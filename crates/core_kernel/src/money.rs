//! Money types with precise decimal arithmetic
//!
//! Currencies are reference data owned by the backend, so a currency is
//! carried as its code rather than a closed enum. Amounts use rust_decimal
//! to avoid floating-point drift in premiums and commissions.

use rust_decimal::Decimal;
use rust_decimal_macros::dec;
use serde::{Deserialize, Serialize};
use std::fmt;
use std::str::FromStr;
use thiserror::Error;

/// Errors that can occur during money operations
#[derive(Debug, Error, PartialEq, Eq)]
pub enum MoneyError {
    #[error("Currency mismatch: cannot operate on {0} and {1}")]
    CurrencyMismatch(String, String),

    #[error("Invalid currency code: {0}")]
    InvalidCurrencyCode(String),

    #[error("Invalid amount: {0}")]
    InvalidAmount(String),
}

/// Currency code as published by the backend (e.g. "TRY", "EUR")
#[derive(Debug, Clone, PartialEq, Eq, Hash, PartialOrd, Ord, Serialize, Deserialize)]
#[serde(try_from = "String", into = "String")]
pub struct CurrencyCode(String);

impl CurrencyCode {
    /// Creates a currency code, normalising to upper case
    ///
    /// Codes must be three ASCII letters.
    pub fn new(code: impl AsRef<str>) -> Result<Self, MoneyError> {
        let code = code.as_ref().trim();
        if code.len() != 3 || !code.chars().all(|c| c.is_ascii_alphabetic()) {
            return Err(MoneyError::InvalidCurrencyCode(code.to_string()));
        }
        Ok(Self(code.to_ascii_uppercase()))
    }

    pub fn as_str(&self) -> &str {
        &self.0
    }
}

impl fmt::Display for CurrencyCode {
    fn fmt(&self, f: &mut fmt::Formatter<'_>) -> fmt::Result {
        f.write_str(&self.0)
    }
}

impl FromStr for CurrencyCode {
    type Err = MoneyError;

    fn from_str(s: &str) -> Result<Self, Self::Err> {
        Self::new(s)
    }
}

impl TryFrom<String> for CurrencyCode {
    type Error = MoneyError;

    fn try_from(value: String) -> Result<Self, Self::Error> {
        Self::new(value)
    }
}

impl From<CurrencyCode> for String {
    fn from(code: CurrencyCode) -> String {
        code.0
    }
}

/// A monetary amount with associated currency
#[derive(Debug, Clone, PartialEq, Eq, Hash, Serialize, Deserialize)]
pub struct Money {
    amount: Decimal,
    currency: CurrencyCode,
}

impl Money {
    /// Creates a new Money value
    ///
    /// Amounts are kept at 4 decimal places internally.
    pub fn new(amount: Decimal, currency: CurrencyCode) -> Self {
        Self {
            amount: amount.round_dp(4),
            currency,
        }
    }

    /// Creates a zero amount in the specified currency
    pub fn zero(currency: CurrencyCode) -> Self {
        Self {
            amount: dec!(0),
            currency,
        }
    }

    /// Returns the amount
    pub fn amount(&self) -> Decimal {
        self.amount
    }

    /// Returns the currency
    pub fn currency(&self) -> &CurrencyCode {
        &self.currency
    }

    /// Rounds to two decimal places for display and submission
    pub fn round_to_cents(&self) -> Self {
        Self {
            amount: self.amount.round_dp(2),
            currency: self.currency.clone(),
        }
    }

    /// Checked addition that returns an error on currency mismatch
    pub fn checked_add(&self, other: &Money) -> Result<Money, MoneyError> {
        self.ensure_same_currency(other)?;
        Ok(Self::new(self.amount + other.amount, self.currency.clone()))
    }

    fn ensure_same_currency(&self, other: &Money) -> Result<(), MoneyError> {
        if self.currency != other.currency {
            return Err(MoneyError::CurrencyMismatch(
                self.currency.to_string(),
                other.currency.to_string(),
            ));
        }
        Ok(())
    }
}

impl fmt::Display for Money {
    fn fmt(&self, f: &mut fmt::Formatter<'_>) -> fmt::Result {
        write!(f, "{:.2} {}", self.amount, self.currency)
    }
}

* **WORK TASK**
Starting with the line that holds "mismatch: cannot operate" and ending with the line that holds "if code.len() != 3", retype every line in the data above exactly, and nothing else.

* **TASK OUTPUT**
    #[error("Currency mismatch: cannot operate on {0} and {1}")]
    CurrencyMismatch(String, String),

    #[error("Invalid currency code: {0}")]
    InvalidCurrencyCode(String),

    #[error("Invalid amount: {0}")]
    InvalidAmount(String),
}

/// Currency code as published by the backend (e.g. "TRY", "EUR")
#[derive(Debug, Clone, PartialEq, Eq, Hash, PartialOrd, Ord, Serialize, Deserialize)]
#[serde(try_from = "String", into = "String")]
pub struct CurrencyCode(String);

impl CurrencyCode {
    /// Creates a currency code, normalising to upper case
    ///
    /// Codes must be three ASCII letters.
    pub fn new(code: impl AsRef<str>) -> Result<Self, MoneyError> {
        let code = code.as_ref().trim();
        if code.len() != 3 || !code.chars().all(|c| c.is_ascii_alphabetic()) {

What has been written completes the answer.